Teachers and Parents by William Murchison • March 15, 2011 • Printer-friendly
Our national weeping and wailing over education spending cuts, public employee unions, and such like cause minds of a certain vintage to stop still and wonder. When were the divorce proceedings between home and classroom filed anyway? And who filed them, and why? It can be argued that the current traumas of education proceed from that divorce: further testimony to the general understanding that it’s the kids who get hurt worst in divorce.
The divorce between home and public school classroom—accomplished by the end of the ’70s—was a national calamity. To put it another way, once public education lost in great degree the robust support of the middle class, there was nowhere for things to go but downhill. And so they have slid for decades. Teachers parading around the Wisconsin capital like Jimmy Hoffa’s truck drivers? It not only wouldn’t have happened in ye olde days—it didn’t happen.
The middle class and the public school classroom were hand in glove in a united enterprise. The former wanted—nay, expected—the latter to succeed. Johnny would read. Susie would con her multiplication tables. Because the middle class expected no less. Mothers and daddies weren’t putting up with a lot of bad grades and bad behaviors. Stuff like that got in the way of education, which was about—for goodness’ sake—urgent matters like personal advancement and civic betterment. Education made for a stronger, wiser America.
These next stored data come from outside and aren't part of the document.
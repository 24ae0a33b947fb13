//! The store facade (C5): opens/creates the backing file, reads/writes the
//! file header, and wires together the B+-tree (C4), buffer pool (C3), and
//! node codec (C2) to expose `Put`/`Get`/`Flush`/`Close`/`Delete`.

pub mod config;
pub mod store;

pub use common::error::{Result, StoreError};
pub use config::StoreConfig;
pub use storage_node::Value;
pub use store::Store;
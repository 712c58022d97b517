//! Builder for creating clients with custom configuration.

use std::sync::Arc;
use std::time::Duration;

use url::Url;

use super::core::ConversionClient;
use crate::config::ClientConfig;
use crate::error::ClientError;
use crate::transport::{FallbackTransport, HttpTransport, Transport};
use crate::Result;

/// Builder for [`ConversionClient`].
///
/// Keep this surface small and predictable: a base address, an optional
/// timeout override, and transport injection points for tests.
pub struct ConversionClientBuilder {
    base_url: Option<String>,
    timeout_secs: Option<u64>,
    primary: Option<Arc<dyn Transport>>,
    fallback: Option<Arc<dyn Transport>>,
}

impl ConversionClientBuilder {
    pub fn new() -> Self {
        Self {
            base_url: None,
            timeout_secs: None,
            primary: None,
            fallback: None,
        }
    }

    /// Base address of the conversion gateway.
    pub fn base_url(mut self, url: impl Into<String>) -> Self {
        self.base_url = Some(url.into());
        self
    }

    /// Override the primary transport timeout. Defaults to 30 seconds,
    /// env-overridable via `TTS_HTTP_TIMEOUT_SECS`.
    pub fn timeout_secs(mut self, secs: u64) -> Self {
        self.timeout_secs = Some(secs.max(1));
        self
    }

    /// Inject the primary transport (primarily for testing with mocks).
    pub fn transport(mut self, transport: Arc<dyn Transport>) -> Self {
        self.primary = Some(transport);
        self
    }

    /// Inject the fallback transport (primarily for testing with mocks).
    pub fn fallback_transport(mut self, transport: Arc<dyn Transport>) -> Self {
        self.fallback = Some(transport);
        self
    }

    /// Builds the client. Construction failures (missing or invalid base
    /// address, HTTP client build errors) surface as `ClientConfigError`.
    pub fn build(self) -> Result<ConversionClient> {
        let Self {
            base_url,
            timeout_secs,
            primary,
            fallback,
        } = self;

        let (primary, fallback) = match (primary, fallback) {
            (Some(primary), Some(fallback)) => (primary, fallback),
            (primary, fallback) => {
                let base_url = base_url.ok_or_else(|| {
                    ClientError::configuration("Base address must be specified")
                })?;
                Url::parse(&base_url).map_err(|_| {
                    ClientError::configuration("Base address is not a valid URL")
                })?;

                let mut config = ClientConfig::new(base_url);
                if let Some(secs) = timeout_secs {
                    config.timeout = Duration::from_secs(secs);
                }

                let primary: Arc<dyn Transport> = match primary {
                    Some(transport) => transport,
                    None => Arc::new(HttpTransport::new(&config)?),
                };
                let fallback: Arc<dyn Transport> = match fallback {
                    Some(transport) => transport,
                    None => Arc::new(FallbackTransport::new(&config)?),
                };
                (primary, fallback)
            }
        };

        Ok(ConversionClient { primary, fallback })
    }
}

impl Default for ConversionClientBuilder {
    fn default() -> Self {
        Self::new()
    }
}
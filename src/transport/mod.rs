//! Transport seam between the conversion client and the network.
//!
//! Both invocation paths implement [`Transport`], so tests can substitute
//! deterministic mocks for either one. A transport yields the gateway's JSON
//! reply or a [`TransportFailure`] describing what went wrong as plain data;
//! the retry decision downstream is a pure decision over that data, never
//! control flow via exception interception.

mod fallback;
mod http;

pub use fallback::FallbackTransport;
pub use http::HttpTransport;

use async_trait::async_trait;

use crate::types::ConversionRequest;

/// HTTP method of an outbound call.
#[derive(Debug, Clone, Copy, PartialEq, Eq)]
pub enum WireMethod {
    /// Conversion call.
    Post,
    /// Connectivity probe.
    Options,
}

/// A single outbound call to the conversion endpoint.
#[derive(Debug, Clone, PartialEq, Eq)]
pub struct WireRequest {
    pub method: WireMethod,
    pub body: Option<ConversionRequest>,
}

impl WireRequest {
    pub fn convert(body: ConversionRequest) -> Self {
        Self {
            method: WireMethod::Post,
            body: Some(body),
        }
    }

    pub fn probe() -> Self {
        Self {
            method: WireMethod::Options,
            body: None,
        }
    }
}

/// Transport-level failure, as data.
#[derive(Debug, Clone, thiserror::Error)]
pub enum TransportFailure {
    /// The timeout elapsed before a response arrived.
    #[error("request timed out")]
    Timeout,

    /// The gateway answered with a non-success status.
    #[error("HTTP {status}")]
    Status { status: u16, body: String },

    /// The request was sent but no response was received.
    #[error("network failure: {0}")]
    Network(String),

    /// The request was never sent.
    #[error("request construction failed: {0}")]
    Build(String),

    /// A success reply whose body was not parseable JSON.
    #[error("undecodable response body: {0}")]
    Decode(String),
}

impl TransportFailure {
    /// HTTP status, when the gateway answered at all.
    pub fn status(&self) -> Option<u16> {
        match self {
            Self::Status { status, .. } => Some(*status),
            _ => None,
        }
    }
}

/// Single-method seam: issue one request, get the JSON reply or a failure.
#[async_trait]
pub trait Transport: Send + Sync {
    async fn send(&self, request: &WireRequest)
        -> Result<serde_json::Value, TransportFailure>;
}
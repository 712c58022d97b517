//! Tests for the error taxonomy's fallback-eligibility metadata.

use tts_gateway_client::{ClientError, ErrorKind};

#[test]
fn test_retryable_error_kinds() {
    // Only the two signatures consistent with a transport-level block.
    let retryable_kinds = vec![ErrorKind::AccessDenied, ErrorKind::NetworkError];

    for kind in retryable_kinds {
        assert!(
            kind.retryable_via_fallback(),
            "Error kind '{}' should be retryable via fallback",
            kind
        );
    }
}

#[test]
fn test_non_retryable_error_kinds() {
    let non_retryable_kinds = vec![
        ErrorKind::Timeout,
        ErrorKind::InvalidRequest,
        ErrorKind::EndpointNotFound,
        ErrorKind::ServerError,
        ErrorKind::ClientConfigError,
        ErrorKind::ProtocolViolation,
        ErrorKind::FallbackFailed,
    ];

    for kind in non_retryable_kinds {
        assert!(
            !kind.retryable_via_fallback(),
            "Error kind '{}' should NOT be retryable via fallback",
            kind
        );
    }
}

#[test]
fn test_error_kind_stable_names() {
    assert_eq!(ErrorKind::Timeout.name(), "timeout");
    assert_eq!(ErrorKind::InvalidRequest.name(), "invalid_request");
    assert_eq!(ErrorKind::AccessDenied.name(), "access_denied");
    assert_eq!(ErrorKind::EndpointNotFound.name(), "endpoint_not_found");
    assert_eq!(ErrorKind::ServerError.name(), "server_error");
    assert_eq!(ErrorKind::NetworkError.name(), "network_error");
    assert_eq!(ErrorKind::ClientConfigError.name(), "client_config_error");
    assert_eq!(ErrorKind::ProtocolViolation.name(), "protocol_violation");
    assert_eq!(ErrorKind::FallbackFailed.name(), "fallback_failed");
}

#[test]
fn test_display_is_message_verbatim() {
    let err = ClientError::new(ErrorKind::ServerError, "Server error (502): upstream gone");
    assert_eq!(err.to_string(), "Server error (502): upstream gone");
}

#[test]
fn test_new_derives_retryable_from_kind() {
    assert!(ClientError::new(ErrorKind::AccessDenied, "blocked").retryable);
    assert!(!ClientError::new(ErrorKind::ServerError, "boom").retryable);
}
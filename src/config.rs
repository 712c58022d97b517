//! Immutable client configuration.

use std::env;
use std::time::Duration;

/// Transport configuration shared by the primary and fallback paths.
///
/// Captured once at client construction and never mutated afterwards; every
/// `convert` call reads the same values.
#[derive(Debug, Clone)]
pub struct ClientConfig {
    /// Base address of the conversion gateway.
    pub base_url: String,
    /// Total timeout for the primary transport. The fallback transport
    /// carries no client-level timeout and relies on the network stack's
    /// defaults; that asymmetry is deliberate.
    pub timeout: Duration,
}

impl ClientConfig {
    /// Minimal production-friendly defaults (env-overridable): 30 second
    /// primary timeout, `TTS_HTTP_TIMEOUT_SECS` to override.
    pub fn new(base_url: impl Into<String>) -> Self {
        let timeout_secs = env::var("TTS_HTTP_TIMEOUT_SECS")
            .ok()
            .and_then(|s| s.parse::<u64>().ok())
            .unwrap_or(30);

        Self {
            base_url: base_url.into(),
            timeout: Duration::from_secs(timeout_secs),
        }
    }

    /// Full URL of the conversion endpoint.
    pub fn convert_url(&self) -> String {
        format!("{}/convert", self.base_url.trim_end_matches('/'))
    }
}

#[cfg(test)]
mod tests {
    use super::*;

    #[test]
    fn test_convert_url_joins_without_double_slash() {
        let config = ClientConfig::new("https://api.example.com/prod/");
        assert_eq!(config.convert_url(), "https://api.example.com/prod/convert");
    }

    #[test]
    fn test_default_timeout_is_thirty_seconds() {
        let config = ClientConfig::new("https://api.example.com");
        assert_eq!(config.timeout, Duration::from_secs(30));
    }
}
//! Error taxonomy for the conversion client.
//!
//! Every failure surfaced to a caller is a [`ClientError`]: a stable
//! [`ErrorKind`], a human-readable message suitable for direct display, and
//! the fallback-eligibility flag the retry decision is made over. Messages
//! never carry raw transport internals; HTTP status codes are included where
//! they help diagnosis.

use std::fmt;

/// Stable failure categories for conversion calls.
#[derive(Debug, Clone, Copy, PartialEq, Eq, Hash)]
pub enum ErrorKind {
    /// The primary transport's timeout elapsed before a response arrived.
    Timeout,
    /// HTTP 400: the gateway rejected the request payload.
    InvalidRequest,
    /// HTTP 403: cross-origin or gateway policy rejection suspected.
    AccessDenied,
    /// HTTP 404: no conversion endpoint at the configured base address.
    EndpointNotFound,
    /// HTTP 500 or any other unexpected status.
    ServerError,
    /// The request was sent but no response was received.
    NetworkError,
    /// The request could not be constructed or the client is misconfigured.
    ClientConfigError,
    /// The gateway replied with a body matching neither success shape.
    ProtocolViolation,
    /// The one-shot fallback attempt itself failed. Terminal.
    FallbackFailed,
}

impl ErrorKind {
    /// Returns the stable snake_case name (e.g. `"access_denied"`).
    #[inline]
    pub fn name(&self) -> &'static str {
        match self {
            Self::Timeout => "timeout",
            Self::InvalidRequest => "invalid_request",
            Self::AccessDenied => "access_denied",
            Self::EndpointNotFound => "endpoint_not_found",
            Self::ServerError => "server_error",
            Self::NetworkError => "network_error",
            Self::ClientConfigError => "client_config_error",
            Self::ProtocolViolation => "protocol_violation",
            Self::FallbackFailed => "fallback_failed",
        }
    }

    /// Returns whether this kind is eligible for the one-shot fallback
    /// retry.
    ///
    /// Only `AccessDenied` and `NetworkError` qualify: the two signatures
    /// consistent with a transport-level block rather than an
    /// application-level rejection.
    #[inline]
    pub fn retryable_via_fallback(&self) -> bool {
        matches!(self, Self::AccessDenied | Self::NetworkError)
    }
}

impl fmt::Display for ErrorKind {
    fn fmt(&self, f: &mut fmt::Formatter<'_>) -> fmt::Result {
        write!(f, "{}", self.name())
    }
}

/// Classified, caller-displayable conversion failure.
///
/// Constructed at the point a failure is detected and immediately
/// propagated; never cached, and never retried internally beyond the one
/// fallback attempt. `Display` yields `message` verbatim.
#[derive(Debug, Clone, thiserror::Error)]
#[error("{message}")]
pub struct ClientError {
    pub kind: ErrorKind,
    pub message: String,
    pub retryable: bool,
}

impl ClientError {
    pub fn new(kind: ErrorKind, message: impl Into<String>) -> Self {
        Self {
            kind,
            message: message.into(),
            retryable: kind.retryable_via_fallback(),
        }
    }

    pub(crate) fn configuration(message: impl Into<String>) -> Self {
        Self::new(ErrorKind::ClientConfigError, message)
    }

    pub(crate) fn protocol_violation(message: impl Into<String>) -> Self {
        Self::new(ErrorKind::ProtocolViolation, message)
    }

    /// Wraps the classified failure of the fallback attempt.
    pub(crate) fn fallback_failed(inner: ClientError) -> Self {
        Self::new(
            ErrorKind::FallbackFailed,
            format!("Fallback request failed: {}", inner.message),
        )
    }
}
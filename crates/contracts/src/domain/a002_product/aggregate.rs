use serde::{Deserialize, Serialize};

/// Product stock record as served by `GET /warehouses/products/:warehouseId`.
#[derive(Debug, Clone, PartialEq, Serialize, Deserialize)]
#[serde(rename_all = "camelCase")]
pub struct Product {
    pub id: String,
    pub name: String,
    pub sku: String,
    /// Total on-hand stock recorded by the backend at count time.
    pub quantity: i64,
    /// Portion of `quantity` already committed to orders.
    #[serde(default)]
    pub reserved_quantity: i64,
    /// Unit cost, used only for shortage valuation.
    #[serde(default)]
    pub cost_price: f64,
}

/// Envelope of `GET /warehouses/products/:warehouseId`.
#[derive(Debug, Clone, Serialize, Deserialize)]
pub struct WarehouseProductsResponse {
    pub success: bool,
    #[serde(default)]
    pub products: Vec<Product>,
}
pub mod global_context;
pub mod sidebar;
pub mod top_header;

use global_context::AppGlobalContext;
use leptos::prelude::*;
use sidebar::Sidebar;
use top_header::TopHeader;

/// Main application shell.
///
/// ```text
/// +------------------------------------------+
/// |              TopHeader                   |
/// +------------------------------------------+
/// |  Sidebar  |          Content             |
/// +------------------------------------------+
/// ```
#[component]
pub fn Shell<C>(center: C) -> impl IntoView
where
    C: Fn() -> AnyView + 'static + Send,
{
    let ctx = use_context::<AppGlobalContext>().expect("AppGlobalContext not found");
    ctx.init_router_integration();

    view! {
        <div class="app-layout">
            <TopHeader />
            <div class="app-body">
                // Sidebar visibility is controlled through the global context.
                <Show when=move || ctx.left_open.get()>
                    <aside class="app-sidebar">
                        <Sidebar />
                    </aside>
                </Show>
                <div class="app-main">
                    {center()}
                </div>
            </div>
        </div>
    }
}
That is what we believed—and why we supported teachers and principals.
You say I am generalizing. I am. Every assertion regarding the human experience is a generalization. The point is, we used to like teachers and support them. What happened?
The moral collapse of the middle class is pretty much what seems to have happened. As Whittaker Chambers noted in a different context, “History hit us like a freight train.” We all, suddenly, wanted liberation instead of restraint and order and discipline—the prerequisites of good education. Someone at the top has to pass the word down the line: Here’s what we’re doing today, no back talk. What we were “doing today” wasn’t always, in abstract terms, the best thing to be found out there, but it made for generally fruitful outcomes. Parents supported it, passing down to children the obligations of self-discipline.
Parents, I tell you, used to like teachers. Teachers liked parents in return. There was a kind of compact between them. Back us up, the teachers said, and we’ll deliver the goods. The parents nodded their heads. OK.
That was until the compact came apart and society as a whole withdrew its support from the teacher: the teacher as authority figure anyway.
The compact came apart when the kids themselves took as role models all the fun-loving, war-protesting, authority dissing “campus activists,” as the papers called them. You can’t have a compact that no one is willing to enforce by—oh, scandalous word!—discipline. Educational standards took a tumble.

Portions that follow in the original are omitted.